43,712 characters 44 units ~49 min reading time Listen instead →

0 · The pastor frames the service's emotional range—from celebrating baptisms to praying for a suffering family to addressing church discipline—as a living illustration of what it means to be the church: rejoicing with those who rejoice, grieving with those who grieve, and not shying away from difficult conversations

Uh, it is, uh, what a service, man. John and I— John was our worship leader today, one of our deacons— and he and I were joking this week that this is a little bit of an unusual service for us because we began the service with celebrating and rejoicing with baptism, with people being baptized. But then in prayer, we carried a heavy thing in our heart with, with what the Shafitz are going through with their son Bodhi. And now we get to move from that to talking about sexual immorality and church discipline. And John and I were joking, I don't know what songs do you plan for that kind of a service?

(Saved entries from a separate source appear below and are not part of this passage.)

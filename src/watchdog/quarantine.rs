// Global error quarantine
//
// Errors funneled in from the host's top-level error/rejection handler
// are bucketed by substring taxonomy. A bucket that keeps failing is
// quarantined and broadcast so dependent code can disable the component.
// The host-side handler must keep propagating errors normally; this
// registry only counts, it never swallows.

use std::collections::{HashMap, HashSet};

use tracing::warn;

use crate::bus::EventBus;
use crate::events::GovernanceEvent;

/// Errors per bucket before quarantine.
pub const DEFAULT_QUARANTINE_THRESHOLD: u32 = 3;

/// Known subsystem names matched against error messages before the
/// generic categories.
const SUBSYSTEM_MARKERS: [&str; 4] = ["matrix-rain", "beehive", "preloader", "particles"];

/// Animation-library error markers.
const ANIMATION_MARKERS: [&str; 3] = ["tween", "timeline", "gsap"];

/// GPU/render error markers.
const RENDER_MARKERS: [&str; 4] = ["webgl", "shader", "texture", "render"];

/// Classify an error message into its component bucket.
pub fn classify_error(message: &str) -> String {
    let lower = message.to_lowercase();
    for marker in SUBSYSTEM_MARKERS {
        if lower.contains(marker) {
            return marker.to_string();
        }
    }
    if ANIMATION_MARKERS.iter().any(|m| lower.contains(m)) {
        return "animation".to_string();
    }
    if RENDER_MARKERS.iter().any(|m| lower.contains(m)) {
        return "render".to_string();
    }
    "general".to_string()
}

#[derive(Debug)]
pub struct ErrorQuarantine {
    threshold: u32,
    counts: HashMap<String, u32>,
    quarantined: HashSet<String>,
}

impl ErrorQuarantine {
    pub fn new(threshold: u32) -> Self {
        Self {
            threshold,
            counts: HashMap::new(),
            quarantined: HashSet::new(),
        }
    }

    /// Record one error occurrence; returns the bucket it landed in.
    pub fn record_error(&mut self, message: &str, bus: &EventBus) -> String {
        let bucket = classify_error(message);
        let count = self.counts.entry(bucket.clone()).or_insert(0);
        *count += 1;

        if *count >= self.threshold && self.quarantined.insert(bucket.clone()) {
            warn!(
                component = %bucket,
                errors = *count,
                "component quarantined after repeated errors"
            );
            bus.publish(GovernanceEvent::ComponentQuarantine {
                component: bucket.clone(),
            });
        }
        bucket
    }

    pub fn is_quarantined(&self, component: &str) -> bool {
        self.quarantined.contains(component)
    }

    pub fn quarantined(&self) -> Vec<String> {
        let mut list: Vec<String> = self.quarantined.iter().cloned().collect();
        list.sort();
        list
    }

    pub fn error_count(&self, component: &str) -> u32 {
        self.counts.get(component).copied().unwrap_or(0)
    }

    /// Lift a quarantine, e.g. after a soft restart replaced the
    /// component. Unknown components are a no-op.
    pub fn release(&mut self, component: &str) {
        self.quarantined.remove(component);
        self.counts.remove(component);
    }

    /// Lift every quarantine and forget the error counts. A soft restart
    /// replaces all components, so none of the history applies anymore.
    pub fn release_all(&mut self) {
        self.quarantined.clear();
        self.counts.clear();
    }
}

impl Default for ErrorQuarantine {
    fn default() -> Self {
        Self::new(DEFAULT_QUARANTINE_THRESHOLD)
    }
}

There's, you know, there's not an easy hymn to turn to for all of those things. But as I prayed about it, I really felt like, man, this actually is a wonderful illustration of what it means for the church to be the church. What it means for the church to be the church is that we rejoice with those who rejoice. It means when we see kids in the church baptized, it's like they're our kids as a church. We're their aunts and uncles and grandparents in the faith and cousins in the faith, and we cheer for them.

We rejoice as new brothers and sisters in Christ are celebrated, but we also carry heavy things with one another. We carry weighty things with one another. We grieve with those who grieve. We don't shy away as a church family from having difficult conversations or tough conversations as a family. That is what it means for the church to be the church, because the church is precious to God and it should be precious to us.

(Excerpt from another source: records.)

//! Fake hosts for tests and trace replay.
//!
//! These implement the host seams with deterministic in-memory state so
//! the whole engine can run without a browser, a GPU, or real time. They
//! are compiled into the library because the diagnostic CLI replays
//! traces through them.

use std::sync::atomic::{AtomicBool, AtomicU64, AtomicUsize, Ordering};
use std::sync::Mutex;

use crate::host::{DomHost, GcHinter, GpuFactory, HeapStats, HostActions};

/// In-memory document tree: counts of regular, temp-marked, protected,
/// and detached nodes.
pub struct FakeDom {
    regular: AtomicUsize,
    temporary: AtomicUsize,
    detached: AtomicUsize,
    protected: Mutex<Vec<String>>,
    protected_removed: AtomicUsize,
}

impl FakeDom {
    pub fn new(base_nodes: usize) -> Self {
        Self {
            regular: AtomicUsize::new(base_nodes),
            temporary: AtomicUsize::new(0),
            detached: AtomicUsize::new(0),
            protected: Mutex::new(Vec::new()),
            protected_removed: AtomicUsize::new(0),
        }
    }

    /// Add nodes; temporary nodes carry overlay markers and are eligible
    /// for the internal sweep.
    pub fn add_nodes(&self, count: usize, temporary: bool) {
        if temporary {
            self.temporary.fetch_add(count, Ordering::SeqCst);
        } else {
            self.regular.fetch_add(count, Ordering::SeqCst);
        }
    }

    /// Add one overlay node matching a critical selector.
    pub fn add_protected_node(&self, selector: &str) {
        if let Ok(mut protected) = self.protected.lock() {
            protected.push(selector.to_string());
        }
    }

    /// Mark nodes as detached from the live tree.
    pub fn detach_nodes(&self, count: usize) {
        self.detached.fetch_add(count, Ordering::SeqCst);
    }

    /// How many protected-selector nodes a sweep removed. Must stay 0
    /// when the denylist covers them.
    pub fn protected_removed(&self) -> usize {
        self.protected_removed.load(Ordering::SeqCst)
    }
}

impl DomHost for FakeDom {
    fn node_count(&self) -> usize {
        let protected = self.protected.lock().map(|p| p.len()).unwrap_or(0);
        self.regular.load(Ordering::SeqCst) + self.temporary.load(Ordering::SeqCst) + protected
    }

    fn remove_temporaries(&self, protected: &[&str]) -> usize {
        let mut removed = self.temporary.swap(0, Ordering::SeqCst);
        if let Ok(mut nodes) = self.protected.lock() {
            nodes.retain(|selector| {
                if protected.iter().any(|p| p == selector) {
                    true
                } else {
                    self.protected_removed.fetch_add(1, Ordering::SeqCst);
                    removed += 1;
                    false
                }
            });
        }
        removed
    }

    fn remove_detached(&self) -> usize {
        self.detached.swap(0, Ordering::SeqCst)
    }
}

/// GPU factory handing out monotonically increasing handles.
#[derive(Default)]
pub struct FakeGpu {
    next_id: AtomicU64,
}

impl FakeGpu {
    pub fn new() -> Self {
        Self::default()
    }
}

impl GpuFactory for FakeGpu {
    fn create_texture(&self) -> u64 {
        self.next_id.fetch_add(1, Ordering::SeqCst) + 1
    }

    fn create_program(&self) -> u64 {
        self.next_id.fetch_add(1, Ordering::SeqCst) + 1
    }

    fn create_buffer(&self) -> u64 {
        self.next_id.fetch_add(1, Ordering::SeqCst) + 1
    }
}

/// Page host with a togglable visibility flag and a reload counter.
pub struct FakeHost {
    visible: AtomicBool,
    reloads: AtomicUsize,
}

impl FakeHost {
    pub fn new() -> Self {
        Self {
            visible: AtomicBool::new(true),
            reloads: AtomicUsize::new(0),
        }
    }

    pub fn set_visible(&self, visible: bool) {
        self.visible.store(visible, Ordering::SeqCst);
    }

    pub fn reload_count(&self) -> usize {
        self.reloads.load(Ordering::SeqCst)
    }
}

impl Default for FakeHost {
    fn default() -> Self {
        Self::new()
    }
}

impl HostActions for FakeHost {
    fn is_page_visible(&self) -> bool {
        self.visible.load(Ordering::SeqCst)
    }

    fn request_reload(&self) {
        self.reloads.fetch_add(1, Ordering::SeqCst);
    }
}

/// Heap reporter with an adjustable used-bytes reading.
pub struct FakeHeap {
    used: AtomicU64,
    total: AtomicU64,
}

impl FakeHeap {
    pub fn new(used: u64, total: u64) -> Self {
        Self {
            used: AtomicU64::new(used),
            total: AtomicU64::new(total),
        }
    }

    pub fn set_used(&self, used: u64) {
        self.used.store(used, Ordering::SeqCst);
    }

    pub fn grow(&self, bytes: u64) {
        self.used.fetch_add(bytes, Ordering::SeqCst);
    }
}

impl HeapStats for FakeHeap {
    fn heap_bytes(&self) -> Option<(u64, u64)> {
        Some((self.used.load(Ordering::SeqCst), self.total.load(Ordering::SeqCst)))
    }
}

/// GC hinter that records hint requests and accepts or rejects them all.
pub struct FakeGcHinter {
    accept: bool,
    requests: AtomicUsize,
}

impl FakeGcHinter {
    pub fn accepting() -> Self {
        Self {
            accept: true,
            requests: AtomicUsize::new(0),
        }
    }

    pub fn unavailable() -> Self {
        Self {
            accept: false,
            requests: AtomicUsize::new(0),
        }
    }

    pub fn request_count(&self) -> usize {
        self.requests.load(Ordering::SeqCst)
    }
}

impl GcHinter for FakeGcHinter {
    fn try_request_gc(&self) -> bool {
        self.requests.fetch_add(1, Ordering::SeqCst);
        self.accept
    }
}

#[cfg(test)]
mod tests {
    use super::*;

    #[test]
    fn test_fake_dom_counts() {
        let dom = FakeDom::new(100);
        dom.add_nodes(50, true);
        dom.add_protected_node(".logo");
        assert_eq!(dom.node_count(), 151);

        let removed = dom.remove_temporaries(&[".logo"]);
        assert_eq!(removed, 50);
        assert_eq!(dom.protected_removed(), 0);
        assert_eq!(dom.node_count(), 101, "protected node survives the sweep");
    }

    #[test]
    fn test_fake_dom_removes_unprotected_overlays() {
        let dom = FakeDom::new(10);
        dom.add_protected_node(".stray-overlay");
        let removed = dom.remove_temporaries(&[".logo"]);
        assert_eq!(removed, 1, "overlay not on the denylist is removable");
        assert_eq!(dom.protected_removed(), 1);
    }

    #[test]
    fn test_fake_host_visibility_and_reload() {
        let host = FakeHost::new();
        assert!(host.is_page_visible());
        host.set_visible(false);
        assert!(!host.is_page_visible());
        host.request_reload();
        assert_eq!(host.reload_count(), 1);
    }
}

1 · The pastor introduces the text and locates it within the larger structure of 1 Corinthians, explaining that this section addresses marriage, singleness, and sexuality—hot topics both today and throughout church history

Amen. So, we're going to be reading in 1 Corinthians chapter 5 today, beginning a new section in 1 Corinthians. If you'll— if you stick with us, you'll see that 1 Corinthians really is a number of different sections, and this next section is about marriage, singleness, sexuality, sexuality, all of that world of stuff that's such a hot topic in our world today and has been for the last 2,000 years is something that the word of God addresses. And I'm so grateful that God's word doesn't shy away from addressing the real things, the things, the places where we actually live life. So 1 Corinthians chapter 5, we're going to begin reading and let's remember as we read, this is God's word.

2 · The pastor reads the entire primary text aloud, presenting Paul's confrontation of the Corinthian church for tolerating sexual immorality (a man with his father's wife) and for responding with arrogance rather than mourning

Word. Verse 1, "It is actually reported that there is sexual immorality among you and of a kind that is not tolerated even among pagans, for a man has his father's wife. And you are arrogant! Ought you not rather to mourn? Let him who has done this be removed from among you.

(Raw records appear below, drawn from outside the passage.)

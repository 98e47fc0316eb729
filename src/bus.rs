//! Governance event bus.
//!
//! Broadcast-based publish/subscribe hub carrying [`GovernanceEvent`]
//! values between monitors, the coordinator, and external subscribers,
//! while retaining a bounded history plus counters for diagnostics.
//! Publishing never blocks and never fails: a bus with no subscribers
//! simply records the event in history.

use std::collections::{HashMap, VecDeque};
use std::sync::atomic::{AtomicU64, Ordering};
use std::sync::Mutex;

use tokio::sync::{broadcast, mpsc};
use tokio_stream::wrappers::BroadcastStream;

use crate::events::GovernanceEvent;

/// Snapshot of bus state for CLI/status reporting.
#[derive(Debug, Clone, serde::Serialize, serde::Deserialize)]
pub struct BusSnapshot {
    pub recent: Vec<GovernanceEvent>,
    pub total_events: u64,
    pub dropped_events: u64,
    pub per_topic: HashMap<String, u64>,
}

/// Broadcast hub retaining a bounded history of governance events.
pub struct EventBus {
    tx: broadcast::Sender<GovernanceEvent>,
    history: Mutex<VecDeque<GovernanceEvent>>,
    history_capacity: usize,
    per_topic: Mutex<HashMap<String, u64>>,
    total_events: AtomicU64,
    dropped_history: AtomicU64,
}

impl EventBus {
    pub fn new(buffer: usize, history_capacity: usize) -> Self {
        let (tx, _) = broadcast::channel(buffer);
        Self {
            tx,
            history: Mutex::new(VecDeque::with_capacity(history_capacity)),
            history_capacity,
            per_topic: Mutex::new(HashMap::new()),
            total_events: AtomicU64::new(0),
            dropped_history: AtomicU64::new(0),
        }
    }

    /// Publish an event to all subscribers and record it in history.
    pub fn publish(&self, event: GovernanceEvent) {
        self.total_events.fetch_add(1, Ordering::Relaxed);

        if let Ok(mut per_topic) = self.per_topic.lock() {
            *per_topic.entry(event.topic()).or_insert(0) += 1;
        }

        if let Ok(mut history) = self.history.lock() {
            if history.len() == self.history_capacity {
                history.pop_front();
                self.dropped_history.fetch_add(1, Ordering::Relaxed);
            }
            history.push_back(event.clone());
        }

        // No receivers is a legal state, not an error.
        let _ = self.tx.send(event);
    }

    /// Subscribe to the live event stream. Each subscriber receives an
    /// independent copy of every event published after subscription.
    pub fn subscribe(&self) -> broadcast::Receiver<GovernanceEvent> {
        self.tx.subscribe()
    }

    /// Subscribe as an async `Stream`, for consumers that drive the bus
    /// with stream combinators instead of an explicit recv loop.
    pub fn stream(&self) -> BroadcastStream<GovernanceEvent> {
        BroadcastStream::new(self.tx.subscribe())
    }

    /// Subscribe via an unbounded mpsc channel for consumers that cannot
    /// tolerate broadcast lag drops (diagnostics, tests).
    pub fn subscribe_unbounded(&self) -> mpsc::UnboundedReceiver<GovernanceEvent> {
        let (tx, rx) = mpsc::unbounded_channel();
        let mut broadcast_rx = self.tx.subscribe();

        tokio::spawn(async move {
            while let Ok(event) = broadcast_rx.recv().await {
                if tx.send(event).is_err() {
                    break;
                }
            }
        });

        rx
    }

    /// Number of events recorded since construction.
    pub fn total_events(&self) -> u64 {
        self.total_events.load(Ordering::Relaxed)
    }

    /// Count of events published under a given topic.
    pub fn topic_count(&self, topic: &str) -> u64 {
        self.per_topic
            .lock()
            .map(|m| m.get(topic).copied().unwrap_or(0))
            .unwrap_or(0)
    }

    pub fn snapshot(&self) -> BusSnapshot {
        let recent = self
            .history
            .lock()
            .map(|h| h.iter().cloned().collect())
            .unwrap_or_default();
        let per_topic = self
            .per_topic
            .lock()
            .map(|m| m.clone())
            .unwrap_or_default();
        BusSnapshot {
            recent,
            total_events: self.total_events.load(Ordering::Relaxed),
            dropped_events: self.dropped_history.load(Ordering::Relaxed),
            per_topic,
        }
    }
}

impl Default for EventBus {
    fn default() -> Self {
        Self::new(256, 64)
    }
}

#[cfg(test)]
mod tests {
    use super::*;
    use crate::coordinator::PerfState;

    fn heartbeat_event() -> GovernanceEvent {
        GovernanceEvent::PerformanceEmergency {
            level: PerfState::S4,
        }
    }

    #[test]
    fn test_publish_without_subscribers_is_ok() {
        let bus = EventBus::default();
        bus.publish(heartbeat_event());
        assert_eq!(bus.total_events(), 1);
    }

    #[test]
    fn test_history_is_bounded_fifo() {
        let bus = EventBus::new(16, 3);
        for _ in 0..5 {
            bus.publish(GovernanceEvent::RafRestart);
        }
        let snapshot = bus.snapshot();
        assert_eq!(snapshot.recent.len(), 3, "history must stay bounded");
        assert_eq!(snapshot.total_events, 5);
        assert_eq!(snapshot.dropped_events, 2);
    }

    #[test]
    fn test_topic_counters() {
        let bus = EventBus::default();
        bus.publish(GovernanceEvent::RafRestart);
        bus.publish(GovernanceEvent::RafRestart);
        bus.publish(heartbeat_event());
        assert_eq!(bus.topic_count("raf:restart"), 2);
        assert_eq!(bus.topic_count("performance:emergency"), 1);
        assert_eq!(bus.topic_count("memory:warning"), 0);
    }

    #[tokio::test]
    async fn test_subscribers_receive_independent_copies() {
        let bus = EventBus::default();
        let mut rx_a = bus.subscribe();
        let mut rx_b = bus.subscribe();

        bus.publish(GovernanceEvent::SoftRestart);

        assert_eq!(rx_a.recv().await.expect("rx_a"), GovernanceEvent::SoftRestart);
        assert_eq!(rx_b.recv().await.expect("rx_b"), GovernanceEvent::SoftRestart);
    }
}
//! Performance mode coordinator: the single authoritative ladder state.
//!
//! Every other component only reads the ladder or requests a transition
//! over the bus. Degradation may skip levels; recovery climbs one level
//! at a time and only after the system has been demonstrably healthy for
//! a full stability window. Ratchet down fast, climb back slowly.

use std::collections::VecDeque;

use serde::{Deserialize, Serialize};
use tracing::info;

use crate::bus::EventBus;
use crate::events::GovernanceEvent;
use crate::monitors::heap::DriftBand;
use crate::predictive::Urgency;

/// Ordered quality ladder, from full quality down to minimal.
#[derive(
    Debug, Clone, Copy, PartialEq, Eq, PartialOrd, Ord, Hash, Default, Serialize, Deserialize,
)]
#[serde(rename_all = "lowercase")]
pub enum PerfState {
    /// Full quality, all effects enabled
    #[default]
    S0,
    /// High quality, heaviest post-processing trimmed
    S1,
    /// Normal quality
    S2,
    /// Reduced quality
    S3,
    /// Low quality, essential rendering only
    S4,
    /// Minimal: keep the page alive, nothing more
    S5,
}

impl PerfState {
    pub fn as_str(&self) -> &'static str {
        match self {
            PerfState::S0 => "s0",
            PerfState::S1 => "s1",
            PerfState::S2 => "s2",
            PerfState::S3 => "s3",
            PerfState::S4 => "s4",
            PerfState::S5 => "s5",
        }
    }

    /// Human-readable quality tier matching the external contract.
    pub fn label(&self) -> &'static str {
        match self {
            PerfState::S0 => "full",
            PerfState::S1 => "high",
            PerfState::S2 => "normal",
            PerfState::S3 => "reduced",
            PerfState::S4 => "low",
            PerfState::S5 => "minimal",
        }
    }

    /// One step toward full quality. S0 stays S0.
    pub fn step_up(&self) -> PerfState {
        match self {
            PerfState::S0 | PerfState::S1 => PerfState::S0,
            PerfState::S2 => PerfState::S1,
            PerfState::S3 => PerfState::S2,
            PerfState::S4 => PerfState::S3,
            PerfState::S5 => PerfState::S4,
        }
    }

    pub fn is_degraded(&self) -> bool {
        *self != PerfState::S0
    }
}

/// One ladder transition, kept in the bounded coordinator history.
#[derive(Debug, Clone, Serialize, Deserialize)]
pub struct Transition {
    pub from: PerfState,
    pub to: PerfState,
    pub cause: String,
    pub timestamp_ms: u64,
}

/// Conditions sampled by the governor each tick and handed to the
/// coordinator for recovery gating.
#[derive(Debug, Clone, Copy)]
pub struct RecoveryInputs {
    pub heartbeat_stable: bool,
    pub heap_band: DriftBand,
    pub anomaly_score: f64,
}

/// When de-escalation is allowed. All three conditions must hold
/// continuously for `stability_window_ms` before each single-level step.
#[derive(Debug, Clone, Copy, Serialize, Deserialize)]
pub struct RecoveryPolicy {
    pub stability_window_ms: u64,
    pub max_anomaly_score: f64,
}

impl Default for RecoveryPolicy {
    fn default() -> Self {
        Self {
            stability_window_ms: 10_000,
            max_anomaly_score: 30.0,
        }
    }
}

const TRANSITION_HISTORY_CAPACITY: usize = 10;

/// Sole writer of the performance ladder. Consumes degradation signals
/// from the bus-facing `observe`, applies recovery in `tick`, and
/// broadcasts every transition as `performance:state:changed`.
pub struct ModeCoordinator {
    state: PerfState,
    policy: RecoveryPolicy,
    history: VecDeque<Transition>,
    /// Start of the current uninterrupted healthy streak.
    stable_since_ms: Option<u64>,
    /// Recovery is held off until a temporary reduction window elapses.
    reduce_until_ms: Option<u64>,
}

impl ModeCoordinator {
    pub fn new(policy: RecoveryPolicy) -> Self {
        Self {
            state: PerfState::S0,
            policy,
            history: VecDeque::with_capacity(TRANSITION_HISTORY_CAPACITY),
            stable_since_ms: None,
            reduce_until_ms: None,
        }
    }

    pub fn state(&self) -> PerfState {
        self.state
    }

    pub fn history(&self) -> Vec<Transition> {
        self.history.iter().cloned().collect()
    }

    /// React to a governance event. Degradation signals escalate the
    /// ladder (skipping levels is fine); `performance:restore` requests
    /// an immediate single recovery step.
    pub fn observe(&mut self, event: &GovernanceEvent, now_ms: u64, bus: &EventBus) {
        match event {
            GovernanceEvent::MemoryWarning { .. } => {
                self.escalate_to(PerfState::S2, "memory:warning", now_ms, None, bus);
            }
            GovernanceEvent::MemoryCritical { .. } => {
                self.escalate_to(PerfState::S4, "memory:critical", now_ms, None, bus);
            }
            GovernanceEvent::DomExcessiveGrowth { .. } => {
                self.escalate_to(PerfState::S2, "dom:excessive-growth", now_ms, None, bus);
            }
            GovernanceEvent::PerformanceEmergency { level } => {
                self.escalate_to(*level, "performance:emergency", now_ms, None, bus);
            }
            GovernanceEvent::PerformanceReduce { level, duration_ms } => {
                self.reduce_until_ms = Some(now_ms + duration_ms);
                self.escalate_to(*level, "performance:reduce", now_ms, None, bus);
            }
            GovernanceEvent::PredictiveAction { urgency, alert, .. } => {
                let target = match urgency {
                    Urgency::PrepareDegradation => PerfState::S1,
                    Urgency::ForceDegradation => PerfState::S3,
                    Urgency::EmergencyMeasures => PerfState::S5,
                };
                self.escalate_to(
                    target,
                    "predictive:action",
                    now_ms,
                    Some(alert.current_fps),
                    bus,
                );
            }
            GovernanceEvent::PerformanceRestore => {
                self.step_recovery("performance:restore", now_ms, bus);
            }
            _ => {}
        }
    }

    /// Explicit operator request. Unlike automatic escalation this may
    /// move the ladder in either direction, in one jump.
    pub fn request_state(&mut self, target: PerfState, now_ms: u64, bus: &EventBus) {
        if target == self.state {
            return;
        }
        self.transition(target, "external:request", now_ms, None, bus);
    }

    /// Recovery gating, driven from the shared governance tick. Steps
    /// the ladder up one level once the healthy streak covers a full
    /// stability window, then restarts the streak for the next step.
    pub fn tick(&mut self, now_ms: u64, inputs: &RecoveryInputs, bus: &EventBus) {
        if !self.state.is_degraded() {
            self.stable_since_ms = None;
            return;
        }

        let healthy = inputs.heartbeat_stable
            && inputs.heap_band == DriftBand::Normal
            && inputs.anomaly_score < self.policy.max_anomaly_score;
        if !healthy {
            self.stable_since_ms = None;
            return;
        }

        if let Some(until) = self.reduce_until_ms {
            if now_ms < until {
                return;
            }
            self.reduce_until_ms = None;
        }

        let since = *self.stable_since_ms.get_or_insert(now_ms);
        if now_ms.saturating_sub(since) >= self.policy.stability_window_ms {
            self.step_recovery("recovery", now_ms, bus);
            self.stable_since_ms = Some(now_ms);
        }
    }

    fn step_recovery(&mut self, cause: &str, now_ms: u64, bus: &EventBus) {
        if !self.state.is_degraded() {
            return;
        }
        let target = self.state.step_up();
        self.transition(target, cause, now_ms, None, bus);
    }

    fn escalate_to(
        &mut self,
        target: PerfState,
        cause: &str,
        now_ms: u64,
        fps: Option<f64>,
        bus: &EventBus,
    ) {
        // Escalation never moves toward full quality.
        if target <= self.state {
            return;
        }
        self.transition(target, cause, now_ms, fps, bus);
        self.stable_since_ms = None;
    }

    fn transition(
        &mut self,
        target: PerfState,
        cause: &str,
        now_ms: u64,
        fps: Option<f64>,
        bus: &EventBus,
    ) {
        let from = self.state;
        self.state = target;

        if self.history.len() >= TRANSITION_HISTORY_CAPACITY {
            self.history.pop_front();
        }
        self.history.push_back(Transition {
            from,
            to: target,
            cause: cause.to_string(),
            timestamp_ms: now_ms,
        });

        info!(
            from = from.as_str(),
            to = target.as_str(),
            cause,
            "performance state changed"
        );
        bus.publish(GovernanceEvent::StateChanged {
            from,
            to: target,
            cause: cause.to_string(),
            fps,
        });
    }
}

impl Default for ModeCoordinator {
    fn default() -> Self {
        Self::new(RecoveryPolicy::default())
    }
}

#[cfg(test)]
mod tests {
    use super::*;

    fn healthy() -> RecoveryInputs {
        RecoveryInputs {
            heartbeat_stable: true,
            heap_band: DriftBand::Normal,
            anomaly_score: 5.0,
        }
    }

    fn unhealthy() -> RecoveryInputs {
        RecoveryInputs {
            heartbeat_stable: false,
            heap_band: DriftBand::Normal,
            anomaly_score: 5.0,
        }
    }

    #[test]
    fn test_emergency_escalation_skips_levels() {
        let bus = EventBus::default();
        let mut coord = ModeCoordinator::default();

        coord.observe(
            &GovernanceEvent::PerformanceEmergency {
                level: PerfState::S4,
            },
            1_000,
            &bus,
        );
        assert_eq!(coord.state(), PerfState::S4);
        assert_eq!(bus.topic_count("performance:state:changed"), 1);

        let history = coord.history();
        assert_eq!(history.len(), 1);
        assert_eq!(history[0].from, PerfState::S0);
        assert_eq!(history[0].to, PerfState::S4);
        assert_eq!(history[0].cause, "performance:emergency");
    }

    #[test]
    fn test_escalation_never_moves_toward_full() {
        let bus = EventBus::default();
        let mut coord = ModeCoordinator::default();

        coord.observe(
            &GovernanceEvent::PerformanceEmergency {
                level: PerfState::S4,
            },
            1_000,
            &bus,
        );
        // A later, weaker signal must not lift the ladder.
        coord.observe(
            &GovernanceEvent::MemoryWarning {
                growth_percent: 0.6,
                growth_rate_bytes_per_min: 0.0,
                current_heap: 100,
            },
            2_000,
            &bus,
        );
        assert_eq!(coord.state(), PerfState::S4);
        assert_eq!(bus.topic_count("performance:state:changed"), 1);
    }

    #[test]
    fn test_recovery_steps_one_level_per_window() {
        let bus = EventBus::default();
        let mut coord = ModeCoordinator::default();
        coord.observe(
            &GovernanceEvent::PerformanceEmergency {
                level: PerfState::S4,
            },
            0,
            &bus,
        );

        // Healthy from t=1000; first step lands once the window is covered.
        coord.tick(1_000, &healthy(), &bus);
        coord.tick(6_000, &healthy(), &bus);
        assert_eq!(coord.state(), PerfState::S4, "window not yet elapsed");

        coord.tick(11_000, &healthy(), &bus);
        assert_eq!(coord.state(), PerfState::S3, "one step after 10s stable");

        // The next step needs its own full window.
        coord.tick(15_000, &healthy(), &bus);
        assert_eq!(coord.state(), PerfState::S3);
        coord.tick(21_000, &healthy(), &bus);
        assert_eq!(coord.state(), PerfState::S2);
    }

    #[test]
    fn test_unhealthy_tick_resets_the_streak() {
        let bus = EventBus::default();
        let mut coord = ModeCoordinator::default();
        coord.observe(
            &GovernanceEvent::PerformanceEmergency {
                level: PerfState::S3,
            },
            0,
            &bus,
        );

        coord.tick(1_000, &healthy(), &bus);
        coord.tick(9_000, &unhealthy(), &bus);
        coord.tick(11_500, &healthy(), &bus);
        assert_eq!(coord.state(), PerfState::S3, "streak restarted at 11.5s");

        coord.tick(21_500, &healthy(), &bus);
        assert_eq!(coord.state(), PerfState::S2);
    }

    #[test]
    fn test_reduce_window_blocks_recovery_until_elapsed() {
        let bus = EventBus::default();
        let mut coord = ModeCoordinator::default();
        coord.observe(
            &GovernanceEvent::PerformanceReduce {
                level: PerfState::S3,
                duration_ms: 5_000,
            },
            0,
            &bus,
        );
        assert_eq!(coord.state(), PerfState::S3);

        // Healthy throughout, but the reduction window holds until t=5000.
        coord.tick(1_000, &healthy(), &bus);
        coord.tick(4_000, &healthy(), &bus);
        coord.tick(6_000, &healthy(), &bus);
        assert_eq!(coord.state(), PerfState::S3);

        coord.tick(16_500, &healthy(), &bus);
        assert_eq!(coord.state(), PerfState::S2);
    }

    #[test]
    fn test_explicit_restore_steps_immediately() {
        let bus = EventBus::default();
        let mut coord = ModeCoordinator::default();
        coord.observe(
            &GovernanceEvent::PerformanceEmergency {
                level: PerfState::S5,
            },
            0,
            &bus,
        );

        coord.observe(&GovernanceEvent::PerformanceRestore, 1_000, &bus);
        assert_eq!(coord.state(), PerfState::S4, "restore steps exactly one");
    }

    #[test]
    fn test_external_request_moves_either_direction() {
        let bus = EventBus::default();
        let mut coord = ModeCoordinator::default();

        coord.request_state(PerfState::S5, 0, &bus);
        assert_eq!(coord.state(), PerfState::S5);
        coord.request_state(PerfState::S0, 1_000, &bus);
        assert_eq!(coord.state(), PerfState::S0);
        assert_eq!(coord.history().len(), 2);
    }

    #[test]
    fn test_history_is_bounded() {
        let bus = EventBus::default();
        let mut coord = ModeCoordinator::default();
        for i in 0..15u64 {
            let target = if i % 2 == 0 {
                PerfState::S4
            } else {
                PerfState::S0
            };
            coord.request_state(target, i * 100, &bus);
        }
        assert_eq!(coord.history().len(), TRANSITION_HISTORY_CAPACITY);
    }
}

For though I'm absent in body, I am present in spirit, and if as if present, I have already pronounced judgment on the one who did such a thing. When you're assembled in the name of the Lord Jesus and my spirit is present with the power of the Lord Jesus, you are to deliver this man to Satan for the destruction of his flesh so that his spirit may be saved in the day of the Lord. For though your boasting is not good, do you not know that a little leaven leavens the whole lump? Cleanse out the old leaven that you may be a new lump as you really are, unleavened. For Christ, our Passover lamb, has been sacrificed.

Let us therefore celebrate the festival, not with the old leaven, the leaven of malice and evil, but with the unleavened bread of sincerity and truth. I wrote to you in my letter not to associate with sexually immoral people, not at all meaning the sexually immoral of the world, of the greedy or swindlers or idolaters, since then you would not then you would need to go out of the world. But now I am writing to you not to associate with anyone who bears the name of brother if he is guilty of sexual immorality or greed, or is an idolater, reviler, drunkard, swindler—not even to eat with such a one. For what have I to do with judging outsiders? Is it not those inside the church whom you are to judge?

God judges those outside. Purge the evil person from among you. You. This is the Lord's word. And, Lord, I pray you give us ears to hear and eyes to see, in Jesus' name, amen.

3 · The pastor reconstructs the situation Paul is addressing by careful textual analysis

Well, this is— this may be an uncomfortable passage, but it is an even more uncomfortable situation that's being described. Now, remember that 1 Corinthians is only one side of a conversation. So we're hearing— it's almost like listening to somebody on the phone where you're trying to guess at what the other person on the other line is saying a little bit. That's what's happening here. Paul has gotten a report from his friends who were in Corinth about the church, and then he's gotten a letter from the Corinthians with questions that they have for him.

So Paul is responding to both with this letter. And so we kind of have to use careful text work to reconstruct what he's saying and why. But I think it's clear. It's clear that this is the situation that he's responding to. First, it's clear that there's a man in the church who is in a sexual relationship with his stepmother, and they may or may not still be married to other people.

So, that's the situation. And it's also relatively clear by implication that the man is someone who is in Corinth, somebody who has social or political or financial or cultural influence, right? So this is one of the who's who people. The kind of guy that gets invited to the fancy parties in Corinth is this guy. Then third, it's clear that some are actually celebrating the fact that this man is continuing to go to the church because they're so happy that somebody famous and influential is part of the church, and they believe it illustrates how tolerant and sort of permissive they are that fits in with Corinthian society.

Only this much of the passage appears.